You then have a number of “service/application” teams that subscribe to services provided by your cloud platform team… they are essentially developers/support teams that manage individual applications or services (for example payroll or SAP, web sites etc.), business units and stakeholders etc.

Using the technology we discuss here you can delegate control to them over most aspects of the service they maintian – full access to app servers etc. and an interface (human or automated) to raise issues with the platform team or log change requests.

I’ve seen many attempts to implement this in the physical/old world and it just ends in tears as it builds a high level of expectation that the server/infrastructure team must be able to respond very quickly to the end-“customer” the customer/supplier relationship is very different… regardless of what OLA/SLA you put in place.

However the reality of traditional infrastructure is that the platform team can’t usually react as quick as the service/application teams need/want/expect because they need to have an engineer on-site, wait for an order and a delivery, a network provisioning order etc. etc (although banks do seems to have this down quite well, it’s still a delay.. and time is money, etc.)

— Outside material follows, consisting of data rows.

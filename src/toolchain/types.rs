use serde::{Deserialize, Serialize};
use std::path::PathBuf;

/// Everything the driver learns about the host in one probe.
#[derive(Debug, Clone, Serialize, Deserialize)]
pub struct Toolchain {
    /// Absolute path to the C compiler driver.
    pub cc_path: PathBuf,
    /// Absolute path to the C++ compiler driver.
    pub cxx_path: PathBuf,
    /// Absolute path to the archiver.
    pub ar_path: PathBuf,
    /// First line of `cc --version`, for diagnostics only; cache
    /// invalidation keys on the paths.
    pub version: String,
    /// The driver's `#include <...>` search path, used to exclude
    /// system headers from discovered dependencies.
    pub system_includes: Vec<PathBuf>,
    /// Host byte order, as reported at probe time.
    pub endianness: String,
    /// Detected core count; the scheduler's default pool size.
    pub cores: usize,
}

impl Toolchain {
    /// The driver for a given language or link step.
    pub fn driver(&self, cxx: bool) -> &PathBuf {
        if cxx {
            &self.cxx_path
        } else {
            &self.cc_path
        }
    }

    /// True if `path` lives under one of the system include roots.
    pub fn is_system_header(&self, path: &std::path::Path) -> bool {
        self.system_includes.iter().any(|d| path.starts_with(d))
    }
}

#[cfg(test)]
mod tests {
    use super::*;
    use std::path::Path;

    fn probe() -> Toolchain {
        Toolchain {
            cc_path: PathBuf::from("/usr/bin/cc"),
            cxx_path: PathBuf::from("/usr/bin/c++"),
            ar_path: PathBuf::from("/usr/bin/ar"),
            version: "cc 12.0".into(),
            system_includes: vec![PathBuf::from("/usr/include"), PathBuf::from("/usr/lib/gcc")],
            endianness: "little".into(),
            cores: 8,
        }
    }

    #[test]
    fn system_header_classification() {
        let tc = probe();
        assert!(tc.is_system_header(Path::new("/usr/include/stdio.h")));
        assert!(tc.is_system_header(Path::new("/usr/lib/gcc/include/stddef.h")));
        assert!(!tc.is_system_header(Path::new("/home/dev/proj/planet.h")));
    }

    #[test]
    fn driver_selection() {
        let tc = probe();
        assert_eq!(tc.driver(false), &PathBuf::from("/usr/bin/cc"));
        assert_eq!(tc.driver(true), &PathBuf::from("/usr/bin/c++"));
    }
}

Virtualization and some of the technology we discuss here enable the platform team to keep one step ahead of the service/application teams by allowing them to do proper capacity planning and maintain a pragmatic headroom of capacity and make their lives easier by consolidating the physical estate they manage. This extra headroom capacity can be quickly back-filled when it’s taken up by adopting a modular hardware architecture to keep ahead of the next requirement.

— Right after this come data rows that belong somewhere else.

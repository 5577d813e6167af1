use std::collections::HashMap;

use axum::{extract::State, http::StatusCode};
use serde::Deserialize;
use time::OffsetDateTime;
use tracing::{error, info};

use crate::{
    api,
    db::{
        self,
        application::{
            self, Label, Status, StatusId, Type, TypeId, DEFAULT_STATUS,
            DEFAULT_TYPE,
        },
        Application, Store,
    },
};

use super::{nullable, Error, FieldErrors, Json, Path, SharedAppState};

const NAME_LEN: usize = 100;
const FULL_NAME_LEN: usize = 200;
const PHONE_NUMBER_LEN: usize = 20;

fn view_label<I>(label: Label<I>) -> api::application::Label<I> {
    api::application::Label {
        id: label.id,
        name: label.name,
        description: label.description,
    }
}

pub async fn list_types(
    State(state): State<SharedAppState>,
) -> Result<Json<Vec<api::application::Type>>, Error> {
    let types = state.store.list_application_types().await?;
    Ok(Json(types.into_iter().map(view_label).collect()))
}

pub async fn list_statuses(
    State(state): State<SharedAppState>,
) -> Result<Json<Vec<api::application::Status>>, Error> {
    let statuses = state.store.list_application_statuses().await?;
    Ok(Json(statuses.into_iter().map(view_label).collect()))
}

#[derive(Deserialize)]
pub struct CreateLabelInput {
    name: String,
    #[serde(default)]
    description: Option<String>,
}

#[derive(Deserialize)]
pub struct UpdateLabelInput {
    name: Option<String>,
    #[serde(default, deserialize_with = "nullable")]
    description: Option<Option<String>>,
}

fn check_label_name(name: &str, taken: bool) -> Result<(), Error> {
    let mut errors = FieldErrors::new();
    errors.check_len("name", name, NAME_LEN);
    if name.trim().is_empty() {
        errors.add("name", "Обязательное поле.");
    } else if taken {
        errors.add("name", "Запись с таким названием уже существует.");
    }
    errors.check()
}

pub async fn create_type(
    State(state): State<SharedAppState>,
    Json(CreateLabelInput { name, description }): Json<CreateLabelInput>,
) -> Result<(StatusCode, Json<api::application::Type>), Error> {
    let taken = state.store.get_application_type_by_name(&name).await?;
    check_label_name(&name, taken.is_some())?;

    let kind = Type {
        id: TypeId::new(),
        name,
        description,
    };
    state.store.write_application_type(&kind).await?;
    Ok((StatusCode::CREATED, Json(view_label(kind))))
}

pub async fn update_type(
    State(state): State<SharedAppState>,
    Path(id): Path<TypeId>,
    Json(UpdateLabelInput { name, description }): Json<UpdateLabelInput>,
) -> Result<Json<api::application::Type>, Error> {
    let store = &*state.store;
    let mut kind = store
        .get_application_type_by_id(id)
        .await?
        .ok_or_else(Error::not_found)?;

    if let Some(name) = name {
        let taken = store.get_application_type_by_name(&name).await?;
        check_label_name(&name, taken.is_some_and(|t| t.id != id))?;
        kind.name = name;
    }
    if let Some(description) = description {
        kind.description = description;
    }
    store.write_application_type(&kind).await?;
    Ok(Json(view_label(kind)))
}

pub async fn delete_type(
    State(state): State<SharedAppState>,
    Path(id): Path<TypeId>,
) -> Result<StatusCode, Error> {
    if !state.store.delete_application_type(id).await? {
        return Err(Error::not_found());
    }
    Ok(StatusCode::NO_CONTENT)
}

pub async fn create_status(
    State(state): State<SharedAppState>,
    Json(CreateLabelInput { name, description }): Json<CreateLabelInput>,
) -> Result<(StatusCode, Json<api::application::Status>), Error> {
    let taken = state.store.get_application_status_by_name(&name).await?;
    check_label_name(&name, taken.is_some())?;

    let status = Status {
        id: StatusId::new(),
        name,
        description,
    };
    state.store.write_application_status(&status).await?;
    Ok((StatusCode::CREATED, Json(view_label(status))))
}

pub async fn update_status(
    State(state): State<SharedAppState>,
    Path(id): Path<StatusId>,
    Json(UpdateLabelInput { name, description }): Json<UpdateLabelInput>,
) -> Result<Json<api::application::Status>, Error> {
    let store = &*state.store;
    let mut status = store
        .get_application_status_by_id(id)
        .await?
        .ok_or_else(Error::not_found)?;

    if let Some(name) = name {
        let taken = store.get_application_status_by_name(&name).await?;
        check_label_name(&name, taken.is_some_and(|s| s.id != id))?;
        status.name = name;
    }
    if let Some(description) = description {
        status.description = description;
    }
    store.write_application_status(&status).await?;
    Ok(Json(view_label(status)))
}

pub async fn delete_status(
    State(state): State<SharedAppState>,
    Path(id): Path<StatusId>,
) -> Result<StatusCode, Error> {
    if !state.store.delete_application_status(id).await? {
        return Err(Error::not_found());
    }
    Ok(StatusCode::NO_CONTENT)
}

/// Names of every type and status, for rendering applications.
struct Labels {
    types: HashMap<TypeId, String>,
    statuses: HashMap<StatusId, String>,
}

impl Labels {
    async fn load(store: &dyn Store) -> Result<Self, db::Error> {
        let (types, statuses) = tokio::try_join!(
            store.list_application_types(),
            store.list_application_statuses(),
        )?;
        Ok(Self {
            types: types.into_iter().map(|t| (t.id, t.name)).collect(),
            statuses: statuses.into_iter().map(|s| (s.id, s.name)).collect(),
        })
    }

    fn view(&self, application: Application) -> api::Application {
        api::Application {
            id: application.id,
            full_name: application.full_name,
            phone_number: application.phone_number,
            description: application.description,
            kind: application
                .kind
                .and_then(|id| self.types.get(&id).cloned()),
            status: application
                .status
                .and_then(|id| self.statuses.get(&id).cloned()),
            date: application.created_at,
        }
    }
}

/// Newest applications first.
pub async fn list(
    State(state): State<SharedAppState>,
) -> Result<Json<Vec<api::Application>>, Error> {
    let store = &*state.store;
    let (applications, labels) =
        tokio::try_join!(store.list_applications(), Labels::load(store))?;
    Ok(Json(
        applications.into_iter().map(|a| labels.view(a)).collect(),
    ))
}

#[derive(Deserialize)]
#[serde(rename_all = "camelCase")]
pub struct CreateInput {
    full_name: String,
    phone_number: String,
    #[serde(default)]
    description: String,
    #[serde(default, alias = "type", alias = "type_name")]
    type_name: Option<String>,
    #[serde(default, alias = "status", alias = "status_name")]
    status_name: Option<String>,
}

/// Accepts an application from the public form.
///
/// Missing type and status fall back to the preconfigured defaults, which
/// must exist.
pub async fn create(
    State(state): State<SharedAppState>,
    Json(input): Json<CreateInput>,
) -> Result<(StatusCode, Json<api::Application>), Error> {
    let store = &*state.store;

    let mut errors = FieldErrors::new();
    errors.check_text("fullName", &input.full_name, FULL_NAME_LEN);
    errors.check_text("phoneNumber", &input.phone_number, PHONE_NUMBER_LEN);
    errors.check()?;

    let kind = match input.type_name.as_deref() {
        Some(name) => store
            .get_application_type_by_name(name)
            .await?
            .ok_or_else(|| {
                FieldErrors::single("type", "Тип заявки не найден")
            })?,
        None => store
            .get_application_type_by_name(DEFAULT_TYPE)
            .await?
            .ok_or_else(|| misconfigured("тип", DEFAULT_TYPE))?,
    };
    let status = match input.status_name.as_deref() {
        Some(name) => store
            .get_application_status_by_name(name)
            .await?
            .ok_or_else(|| {
                FieldErrors::single("status", "Статус заявки не найден")
            })?,
        None => store
            .get_application_status_by_name(DEFAULT_STATUS)
            .await?
            .ok_or_else(|| misconfigured("статус", DEFAULT_STATUS))?,
    };

    let application = Application {
        id: application::Id::new(),
        full_name: input.full_name,
        phone_number: input.phone_number,
        description: input.description,
        kind: Some(kind.id),
        status: Some(status.id),
        created_at: OffsetDateTime::now_utc(),
    };
    store.write_application(&application).await?;
    info!(id = %application.id, "application received");

    Ok((
        StatusCode::CREATED,
        Json(api::Application {
            id: application.id,
            full_name: application.full_name,
            phone_number: application.phone_number,
            description: application.description,
            kind: Some(kind.name),
            status: Some(status.name),
            date: application.created_at,
        }),
    ))
}

fn misconfigured(what: &str, name: &str) -> Error {
    error!(name, "default application {what} is missing");
    Error::Rejected(format!(
        "ConfigurationError: {what} заявки \"{name}\" не настроен"
    ))
}

#[derive(Deserialize)]
#[serde(rename_all = "camelCase")]
pub struct UpdateInput {
    full_name: Option<String>,
    phone_number: Option<String>,
    description: Option<String>,
    #[serde(default, alias = "type", deserialize_with = "nullable")]
    type_name: Option<Option<String>>,
    #[serde(default, alias = "status", deserialize_with = "nullable")]
    status_name: Option<Option<String>>,
}

pub async fn update(
    State(state): State<SharedAppState>,
    Path(id): Path<application::Id>,
    Json(input): Json<UpdateInput>,
) -> Result<Json<api::Application>, Error> {
    let store = &*state.store;
    let mut application = store
        .get_application_by_id(id)
        .await?
        .ok_or_else(Error::not_found)?;

    let mut errors = FieldErrors::new();
    if let Some(full_name) = input.full_name {
        errors.check_text("fullName", &full_name, FULL_NAME_LEN);
        application.full_name = full_name;
    }
    if let Some(phone_number) = input.phone_number {
        errors.check_text("phoneNumber", &phone_number, PHONE_NUMBER_LEN);
        application.phone_number = phone_number;
    }
    if let Some(description) = input.description {
        application.description = description;
    }
    match input.type_name {
        Some(Some(name)) => {
            match store.get_application_type_by_name(&name).await? {
                Some(kind) => application.kind = Some(kind.id),
                None => errors.add("type", "Тип заявки не найден"),
            }
        }
        Some(None) => application.kind = None,
        None => {}
    }
    match input.status_name {
        Some(Some(name)) => {
            match store.get_application_status_by_name(&name).await? {
                Some(status) => application.status = Some(status.id),
                None => errors.add("status", "Статус заявки не найден"),
            }
        }
        Some(None) => application.status = None,
        None => {}
    }
    errors.check()?;

    store.write_application(&application).await?;

    let labels = Labels::load(store).await?;
    Ok(Json(labels.view(application)))
}

pub async fn delete(
    State(state): State<SharedAppState>,
    Path(id): Path<application::Id>,
) -> Result<StatusCode, Error> {
    if !state.store.delete_application(id).await? {
        return Err(Error::not_found());
    }
    Ok(StatusCode::NO_CONTENT)
}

Traditional infrastructure = OS/App Installations

  • 1 server per ‘workload’
  • Silo’d servers for support
  • Individually underused on average = overall wastage
  • No easy way to move workload about
  • Change = slow, person in DC, unplug, uninstall, move reinstall etc.
  • HP/Dell/Sun Rack Mount Servers
  • Cat 6 Cables, Racks and structured cabling

The ideal is to have an OS/app stack that can have workloads moved from host A to host B; this is a nice idea but there are a whole heap of dependencies with the typlical applications of today (IIS/apache + scripts, RoR, SQL DB, custom .net applications). Most big/important line of business apps are monolithic and today make this hard. Ever tried to move a SQL installation from OLD-SERVER-A to SHINY-NEW-SERVER-B? exactly. *NIX better at this, but not that much better.. downtime required or complicated fail over.

This can all be done today, virtualization is the key to doing it – makes it easy to move a workload from a to b we don’t care about the OS/hardware integration – we standardise/abstract/virtualize it and that allows us to quickly move it – it’s just a file and a bunch of configuration information in a text file… no obscure array controller firmware to extract data from or outdated NIC/video drivers to worry about.

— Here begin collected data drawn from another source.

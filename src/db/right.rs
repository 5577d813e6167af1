use async_trait::async_trait;
use tokio_postgres::{Error, Row};

use super::{role, Client};

/// Named permission atom such as `add_employee`.
#[derive(Clone, Debug, Eq, PartialEq)]
pub struct Right {
    pub id: Id,
    pub action: String,
}

define_id!(Id);

#[async_trait]
pub trait RightStore {
    async fn get_right_by_action(
        &self,
        action: &str,
    ) -> Result<Option<Right>, Error>;

    async fn list_rights(&self) -> Result<Vec<Right>, Error>;

    /// Inserts the right unless its action is already known.
    async fn write_right(&self, right: &Right) -> Result<(), Error>;

    async fn list_role_rights(
        &self,
        role: role::Id,
    ) -> Result<Vec<Right>, Error>;

    /// Idempotently links the pair.
    async fn grant_right(
        &self,
        role: role::Id,
        right: Id,
    ) -> Result<(), Error>;

    /// Replaces every right the role holds.
    async fn set_role_rights(
        &self,
        role: role::Id,
        rights: &[Id],
    ) -> Result<(), Error>;

    async fn role_has_right(
        &self,
        role: role::Id,
        action: &str,
    ) -> Result<bool, Error>;
}

fn from_row(row: &Row) -> Right {
    Right {
        id: row.get("id"),
        action: row.get("action"),
    }
}

#[async_trait]
impl RightStore for Client {
    async fn get_right_by_action(
        &self,
        action: &str,
    ) -> Result<Option<Right>, Error> {
        const SQL: &str = "SELECT id, action FROM rights WHERE action = $1";
        Ok(self.0.query_opt(SQL, &[&action]).await?.as_ref().map(from_row))
    }

    async fn list_rights(&self) -> Result<Vec<Right>, Error> {
        const SQL: &str = "SELECT id, action FROM rights ORDER BY action";
        Ok(self.0.query(SQL, &[]).await?.iter().map(from_row).collect())
    }

    async fn write_right(&self, right: &Right) -> Result<(), Error> {
        const SQL: &str = "\
            INSERT INTO rights (id, action) \
            VALUES ($1, $2) \
            ON CONFLICT (action) DO NOTHING";
        self.0
            .execute(SQL, &[&right.id, &right.action])
            .await
            .map(drop)
    }

    async fn list_role_rights(
        &self,
        role: role::Id,
    ) -> Result<Vec<Right>, Error> {
        const SQL: &str = "\
            SELECT r.id, r.action \
            FROM rights r \
            JOIN role_rights rr ON rr.right_id = r.id \
            WHERE rr.role_id = $1 \
            ORDER BY r.action";
        Ok(self.0.query(SQL, &[&role]).await?.iter().map(from_row).collect())
    }

    async fn grant_right(
        &self,
        role: role::Id,
        right: Id,
    ) -> Result<(), Error> {
        const SQL: &str = "\
            INSERT INTO role_rights (role_id, right_id) \
            VALUES ($1, $2) \
            ON CONFLICT (role_id, right_id) DO NOTHING";
        self.0.execute(SQL, &[&role, &right]).await.map(drop)
    }

    async fn set_role_rights(
        &self,
        role: role::Id,
        rights: &[Id],
    ) -> Result<(), Error> {
        const SQL: &str = "\
            WITH removed AS ( \
                DELETE FROM role_rights \
                WHERE role_id = $1 AND NOT (right_id = ANY($2::UUID[])) \
            ) \
            INSERT INTO role_rights (role_id, right_id) \
            SELECT $1, unnest($2::UUID[]) \
            ON CONFLICT (role_id, right_id) DO NOTHING";
        self.0.execute(SQL, &[&role, &rights]).await.map(drop)
    }

    async fn role_has_right(
        &self,
        role: role::Id,
        action: &str,
    ) -> Result<bool, Error> {
        const SQL: &str = "\
            SELECT EXISTS ( \
                SELECT 1 \
                FROM role_rights rr \
                JOIN rights r ON r.id = rr.right_id \
                WHERE rr.role_id = $1 AND r.action = $2 \
            )";
        Ok(self.0.query_one(SQL, &[&role, &action]).await?.get(0))
    }
}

Combine this with server (blade) hardware, modern VLAN/L3 switches with trunked connections, and virtualised firewalls then you have a very compelling solution that is not only quick to change, but makes more efficient use of the hardware you’ve purchased… so each KW/hr you consume brings more return, not less as you expand.

Now, move this forward and change the hardware for something much more commodity/standardised

Requirement: Fast, Scalable shared storage, filexible allocation of disk space and ability to de-duplicate data, reduce overhead etc, thin provisioning.

Solution: SAN Storage, EMC Clariion, HP-EVA, Sun StorageTek, iSCSI for lower requirements, or storage over single Ethernet fabric – NetApp/Equalogic

Requirement: Requirement Common chassis and server modules for quick, easy rip and replace and efficient power/cooling.

Solution: HP/Sun/Dell Blades

Requirement: quick change of network configurations, cross connects, increase & decrease bandwidth

Solution: Cisco switching, trunked interconnects, 10Gb/bonded 1GbE, VLAN isolation, quick change enabled as beyond initial installation there are fewer requirements to send an engineer to plug something in or move it, Checkpoint VSX firewalls to allow delegated firewall configurations or to allow multiple autonomous business units (or customers) to operate from a shared, high bandwidth platform.

Requirement: Ability to load balance and consolidate individual server workloads

Solution: VMWare Infrastructure 3 + management toolset (SCOM, Virtual Centre, Custom you-specific integrations using API/SDK etc.)

Requirement: Delegated control of systems to allow autonomy to teams, but within a controlled/auditable framework

Solution: Normal OS/app security delegation, Active Directory, NIS etc. Virtual Center, Checkpoint VSX, custom change request workflow and automation systems which are plugged into platform API/SDK’s etc.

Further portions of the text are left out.